Le revenu de base ou revenu universel... Une proposition largement débattue, dans les pays développés ou en développement, mais jamais testée et analysée scientifiquement, grandeur nature.
Une expérimentation va finalement être menée, en France, grâce à une campagne de financement participatif, lancée début novembre.
A la tête du projet, Julien Bayou, porte-parole d'Europe Ecologie-Les Verts (EELV) et conseiller régional d'Ile-de-France.
Entouré d'une petite équipe de jeunes défenseurs du concept, il a déjà levé près de 30 000 euros, via internet. De quoi financer deux "revenus de base" dès le 1er janvier prochain.
" Mais ce n'est qu'un début, tempère-t-il. Nous avons été surpris par le succès rapide de notre initative. Plus de 900 personnes ont donné de l'argent pour que le projet se concrétise, plus de 50 000 volontaires se sont inscrits sur le site monrevenudebase.fr et espèrent recevoir 1000 euros par mois, pendant un an. La seule condition pour participer est d'être majeur. L'idée est clairement de se projeter dans une protection sociale du 21ème siècle plutôt que de courir, toujours, après le plein-emploi." Les deux premiers bénéficaires seront tirés au sort le 6 décembre prochain. L'opération sera renouvelée en fonction des sommes qui continueront d'être récoltées.
Se projeter dans une protection sociale du 21ème siècle
En parallèle, l'objectif de cette initative, purement citoyenne, est d'évaluer ce que ce revenu de base pourrait changer concrètement dans le quotidien des bénéficaires. Leur nouvelle vie sera documentée, pendant un an, et analysée par Suzanne Bellue. Assistante de recherche au sein du laboratoire J-PAL à l'École d'Économie de Paris, elle travaille sur l'évaluation des politiques publiques. "Nous avons mis en place un questionnaire pour les personnes qui se sont inscrites au tirage au sort : nous les interrogeons sur leur rapport au travail, nous leur demandons ce qu'elles feraient avec 1000 euros par mois garantis", raconte-t-elle. Parmi les premières réponses : vivre plutôt que survivre, payer mes dettes, acheter de la nourriture bio à mes enfants... "Nous saurons ainsi quelle part de la population s'intéresse au sujet, poursuit Suzanne Bellue.
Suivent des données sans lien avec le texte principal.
#[cfg(all(test, unix))]
mod tests {
    use super::*;
    use crate::core::orchestrator::{configure_manifest, ConfiguredBuild};
    use crate::extract::RepositoryExtractor;
    use flate2::write::GzEncoder;
    use flate2::Compression;
    use std::os::unix::fs::PermissionsExt;

    const FAKE_TOOL: &str = r#"#!/bin/sh
case "$1" in
  compile) mkdir -p "$(dirname "$3")"; cat "$2"/*.yml > "$3" ;;
  generate) mkdir -p "$3"; cp "$2" "$3/ir.json"; echo "$@" > "$3/args.txt" ;;
esac
"#;

    const FAILING_TOOL: &str = "#!/bin/sh\necho 'generator exploded' >&2\nexit 3\n";

    /// Extractor serving scripts from a directory, keyed by coordinate name.
    struct ScriptExtractor {
        dir: PathBuf,
    }

    impl ExecutableExtractor for ScriptExtractor {
        fn materialize(&self, coordinate: &Coordinate, _executable: &str) -> Result<PathBuf> {
            let specific = self.dir.join(&coordinate.name);
            if specific.is_file() {
                return Ok(specific);
            }
            Ok(self.dir.join("default"))
        }
    }

    fn write_script(path: &Path, body: &str) {
        std::fs::write(path, body).unwrap();
        std::fs::set_permissions(path, std::fs::Permissions::from_mode(0o755)).unwrap();
    }

    struct Fixture {
        dir: tempfile::TempDir,
        build: ConfiguredBuild,
        extractor: ScriptExtractor,
    }

    impl Fixture {
        fn new(failing_rust: bool) -> Self {
            let dir = tempfile::tempdir().unwrap();
            let tools = dir.path().join("tools");
            std::fs::create_dir_all(&tools).unwrap();
            write_script(&tools.join("default"), FAKE_TOOL);
            if failing_rust {
                write_script(&tools.join("conjure-rust"), FAILING_TOOL);
            }
            let src = dir.path().join("src/main/conjure");
            std::fs::create_dir_all(&src).unwrap();
            std::fs::write(src.join("api.yml"), "types: {}\n").unwrap();
            std::fs::write(src.join("notes.txt"), "ignored\n").unwrap();

            let manifest: Manifest = serde_yaml_ng::from_str(
                "root: foo\nunits:\n  foo-objects: {}\n  foo-rust: {}\ngenerators:\n  - com.example:conjure-rust:0.3.0\n",
            )
            .unwrap();
            let project = Project::from_manifest(&manifest, dir.path());
            let build = configure_manifest(&manifest, &project).unwrap();
            Self {
                extractor: ScriptExtractor { dir: tools },
                dir,
                build,
            }
        }

        fn run(&self, force: bool, dry_run: bool, policy: FailurePolicy) -> RunResult {
            let targets = vec![":foo:compileConjure".to_string()];
            let build_dir = self.dir.path().join("build");
            run(&RunConfig {
                build: &self.build,
                build_dir: &build_dir,
                extractor: &self.extractor,
                targets: &targets,
                force,
                dry_run,
                failure_policy: policy,
            })
            .unwrap()
        }
    }

    #[test]
    fn test_cj012_dry_run_touches_nothing() {
        let f = Fixture::new(false);
        let result = f.run(false, true, FailurePolicy::StopOnFirst);
        assert!(result.reports.iter().all(|r| r.status == TaskStatus::Planned));
        assert_eq!(result.reports.last().unwrap().task, ":foo:compileConjure");
        assert!(!f.dir.path().join("build").exists());
    }

    #[test]
    fn test_cj012_run_generates_everything() {
        let f = Fixture::new(false);
        let result = f.run(false, false, FailurePolicy::StopOnFirst);
        assert!(result.success(), "{:?}", result.reports);

        let root = f.dir.path();
        assert!(root.join("build/conjure/api.yml").is_file());
        assert!(!root.join("build/conjure/notes.txt").exists());
        assert_eq!(
            std::fs::read_to_string(root.join("build/conjure-ir/foo.conjure.json")).unwrap(),
            "types: {}\n"
        );
        let args = std::fs::read_to_string(root.join("foo-objects/src/generated/java/args.txt")).unwrap();
        assert!(args.contains("--objects"));
        assert!(root.join("foo-rust/src/ir.json").is_file());
        assert_eq!(
            std::fs::read_to_string(root.join("foo-objects/.gitignore")).unwrap(),
            "/src/generated/java/\n"
        );
        assert!(root.join("build/conjurer-state.yaml").is_file());
        assert_eq!(result.status_of(":foo:compileConjure"), Some(&TaskStatus::NoWork));
    }

    #[test]
    fn test_cj012_second_run_is_up_to_date() {
        let f = Fixture::new(false);
        f.run(false, false, FailurePolicy::StopOnFirst);
        let second = f.run(false, false, FailurePolicy::StopOnFirst);
        assert_eq!(second.executed, 0, "{:?}", second.reports);
        assert!(second.up_to_date > 0);

        // Touching a definition re-runs staging, IR and generation.
        std::fs::write(f.dir.path().join("src/main/conjure/api.yml"), "types: {x: 1}\n").unwrap();
        let third = f.run(false, false, FailurePolicy::StopOnFirst);
        assert_eq!(third.status_of(":foo:compileIr"), Some(&TaskStatus::Executed));
        assert_eq!(third.status_of(":foo:compileConjureRust"), Some(&TaskStatus::Executed));
        assert_eq!(third.status_of(":foo:extractConjure"), Some(&TaskStatus::UpToDate));
    }

    #[test]
    fn test_cj012_force_reruns() {
        let f = Fixture::new(false);
        f.run(false, false, FailurePolicy::StopOnFirst);
        let forced = f.run(true, false, FailurePolicy::StopOnFirst);
        assert_eq!(forced.up_to_date, 0);
        assert_eq!(forced.status_of(":foo:compileIr"), Some(&TaskStatus::Executed));
    }

    #[test]
    fn test_cj012_stop_on_first_failure() {
        let f = Fixture::new(true);
        let result = f.run(false, false, FailurePolicy::StopOnFirst);
        assert_eq!(result.failed, 1);
        assert!(!result.success());
        match result.status_of(":foo:compileConjureRust") {
            Some(TaskStatus::Failed { message }) => assert!(message.contains("generator exploded")),
            other => panic!("unexpected status: {other:?}"),
        }
        assert!(matches!(
            result.status_of(":foo:compileConjure"),
            Some(TaskStatus::Skipped { .. })
        ));
        assert!(matches!(result.first_failure(), Some(Error::TaskFailed { .. })));
    }

    #[test]
    fn test_cj012_continue_independent() {
        let f = Fixture::new(true);
        let result = f.run(false, false, FailurePolicy::ContinueIndependent);
        assert_eq!(result.failed, 1);
        assert_eq!(
            result.status_of(":foo:compileConjureObjects"),
            Some(&TaskStatus::Executed)
        );
        assert!(matches!(
            result.status_of(":foo:compileConjure"),
            Some(TaskStatus::Skipped { .. })
        ));
        // The failed item is not recorded, so the next run retries it.
        let state = state::load_state(&f.dir.path().join("build")).unwrap().unwrap();
        assert!(state.record(":foo:compileConjureRust").is_none());
        assert!(state.record(":foo:compileConjureObjects").is_some());
    }

    #[test]
    fn test_cj012_clean_removes_outputs() {
        let f = Fixture::new(false);
        f.run(false, false, FailurePolicy::StopOnFirst);
        let targets = vec![":foo:clean".to_string()];
        let build_dir = f.dir.path().join("build");
        run(&RunConfig {
            build: &f.build,
            build_dir: &build_dir,
            extractor: &f.extractor,
            targets: &targets,
            force: false,
            dry_run: false,
            failure_policy: FailurePolicy::StopOnFirst,
        })
        .unwrap();
        assert!(!f.dir.path().join("foo-objects/src/generated/java").exists());
        assert!(!f.dir.path().join("foo-rust/src").exists());
    }

    fn write_distribution(extractor: &RepositoryExtractor, coordinate: &Coordinate, body: &str) {
        let archive = extractor.archive_path(coordinate).unwrap();
        std::fs::create_dir_all(archive.parent().unwrap()).unwrap();
        let file = std::fs::File::create(&archive).unwrap();
        let mut builder = tar::Builder::new(GzEncoder::new(file, Compression::default()));
        let mut header = tar::Header::new_gnu();
        header.set_size(body.len() as u64);
        header.set_mode(0o755);
        header.set_cksum();
        let inner = format!(
            "{}-{}/bin/{}",
            coordinate.name,
            coordinate.version.as_deref().unwrap(),
            coordinate.name
        );
        builder.append_data(&mut header, inner, body.as_bytes()).unwrap();
        builder.into_inner().unwrap().finish().unwrap();
    }

    #[test]
    fn test_cj012_clean_then_run_reextracts() {
        let dir = tempfile::tempdir().unwrap();
        let root = dir.path();
        let src = root.join("src/main/conjure");
        std::fs::create_dir_all(&src).unwrap();
        std::fs::write(src.join("api.yml"), "types: {}\n").unwrap();

        // Cache under the root build dir, as the CLI default does.
        let extractor = RepositoryExtractor::new(root.join("repository"), root.join("build/conjurer-cache"));
        write_distribution(&extractor, &Coordinate::parse("com.palantir.conjure:conjure:4.13.0").unwrap(), FAKE_TOOL);
        write_distribution(&extractor, &Coordinate::parse("com.example:conjure-rust:0.3.0").unwrap(), FAKE_TOOL);

        let manifest: Manifest = serde_yaml_ng::from_str(
            "root: foo\nunits:\n  foo-rust: {}\ngenerators:\n  - com.example:conjure-rust:0.3.0\nversions:\n  com.palantir.conjure:conjure: 4.13.0\n",
        )
        .unwrap();
        let project = Project::from_manifest(&manifest, root);
        let build = configure_manifest(&manifest, &project).unwrap();
        let build_dir = root.join("build");
        let run_target = |target: &str| {
            let targets = vec![target.to_string()];
            run(&RunConfig {
                build: &build,
                build_dir: &build_dir,
                extractor: &extractor,
                targets: &targets,
                force: false,
                dry_run: false,
                failure_policy: FailurePolicy::StopOnFirst,
            })
            .unwrap()
        };

        let first = run_target(":foo:compileConjure");
        assert!(first.success(), "{:?}", first.reports);
        assert!(root.join("foo-rust/build/generator/executable.path").is_file());

        run_target(":foo:clean");
        assert!(!root.join("build/conjurer-cache").exists());
        assert!(!root.join("foo-rust/build/generator").exists());

        let again = run_target(":foo:compileConjure");
        assert!(again.success(), "{:?}", again.reports);
        assert_eq!(again.status_of(":foo:extractConjureRust"), Some(&TaskStatus::Executed));
        assert_eq!(again.status_of(":foo:compileConjureRust"), Some(&TaskStatus::Executed));
        assert!(root.join("foo-rust/src/ir.json").is_file());
    }

    #[test]
    fn test_cj012_extraction_pointing_at_missing_executable_is_stale() {
        let dir = tempfile::tempdir().unwrap();
        let into = dir.path().join("generator");
        std::fs::create_dir_all(&into).unwrap();
        let exe = dir.path().join("cache/bin/conjure-rust");
        std::fs::write(into.join(EXECUTABLE_POINTER), exe.to_string_lossy().as_bytes()).unwrap();

        let item = WorkItem::new(
            "foo",
            "extractConjureRust",
            Action::Extract {
                coordinate: Coordinate::parse("com.example:conjure-rust:0.3.0").unwrap(),
                executable: "conjure-rust".to_string(),
                into: into.clone(),
            },
        )
        .output(into);
        let record = TaskRecord {
            fingerprint: "blake3:same".to_string(),
            outputs: "blake3:out".to_string(),
            duration_seconds: None,
        };
        assert!(!is_up_to_date(&item, &record, "blake3:same"));

        std::fs::create_dir_all(exe.parent().unwrap()).unwrap();
        write_script(&exe, FAKE_TOOL);
        assert!(is_up_to_date(&item, &record, "blake3:same"));
        assert!(!is_up_to_date(&item, &record, "blake3:other"));
    }

    #[test]
    fn test_cj012_unknown_target() {
        let f = Fixture::new(false);
        let targets = vec![":foo:nope".to_string()];
        let build_dir = f.dir.path().join("build");
        let err = run(&RunConfig {
            build: &f.build,
            build_dir: &build_dir,
            extractor: &f.extractor,
            targets: &targets,
            force: false,
            dry_run: false,
            failure_policy: FailurePolicy::StopOnFirst,
        })
        .unwrap_err();
        assert!(matches!(err, Error::UnknownTask(_)));
    }

    #[test]
    fn test_cj012_remove_path_variants() {
        let dir = tempfile::tempdir().unwrap();
        let file = dir.path().join("f.txt");
        std::fs::write(&file, "x").unwrap();
        remove_path(&file).unwrap();
        assert!(!file.exists());
        remove_path(&dir.path().join("missing")).unwrap();
        clear_dir(&dir.path().join("a/b")).unwrap();
        assert!(dir.path().join("a/b").is_dir());
    }
}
L'idéal serait d'atteindre le seuil de 100 000 volontaires et un échantillon d'une centaine de bénéficaires puis de comparer les deux groupes" détaille-t-elle.
Le projet en tant que tel vise plus largement à sensibiliser toujours plus de Français aux potentialités du revenu de base pour pousser l'État à s'engager. " Des territoires sont volontaires pour mener des expérimentations à plus large échelle : la ville de Grande-Synthe, dans le nord de la France, les départements du Gers ou de la Gironde également, explique Julien Bayou. Mais pour cela, une loi d'autorisation doit être votée au Parlement et il faut donc lever les blocages largement partagés au sein de la classe politique française".
Lever les blocages politiques
Des blocages d'abord idéologiques pour ceux qui voient dans la généralisation du revenu de base un affaiblissement de la "valeur travail". Même si sur ce point, rien n'est prouvé. Au Kenya et en Allemagne, des expérimentations proches de celle qui va être menée en France montrent que les allocataires d'une rente garantie réduisent - pour certains - mais en aucun cas ne cessent leur activité professionnelle. Pour Suzanne Bellue, la frilosité des pouvoirs publics s'explique surtout par le fait qu' "à court-terme, la mesure coûterait plus cher à l'État puisqu'on évalue que 30 à 60% des Français qui pourraient percevoir des aides publiques ne les demandent pas. Le revenu de base, lui, serait versé à tous sans conditions et sans besoin de le réclamer", avance l'économiste. Les bénéfices du procédé restent, eux, à évaluer. Les défenseurs du revenu de base sont convaincus qu'il serait un puissant levier de réduction des inégalités . Mais ils savent aussi qu'il faut pour le généraliser, parvenir à promouvoir une toute autre forme de société.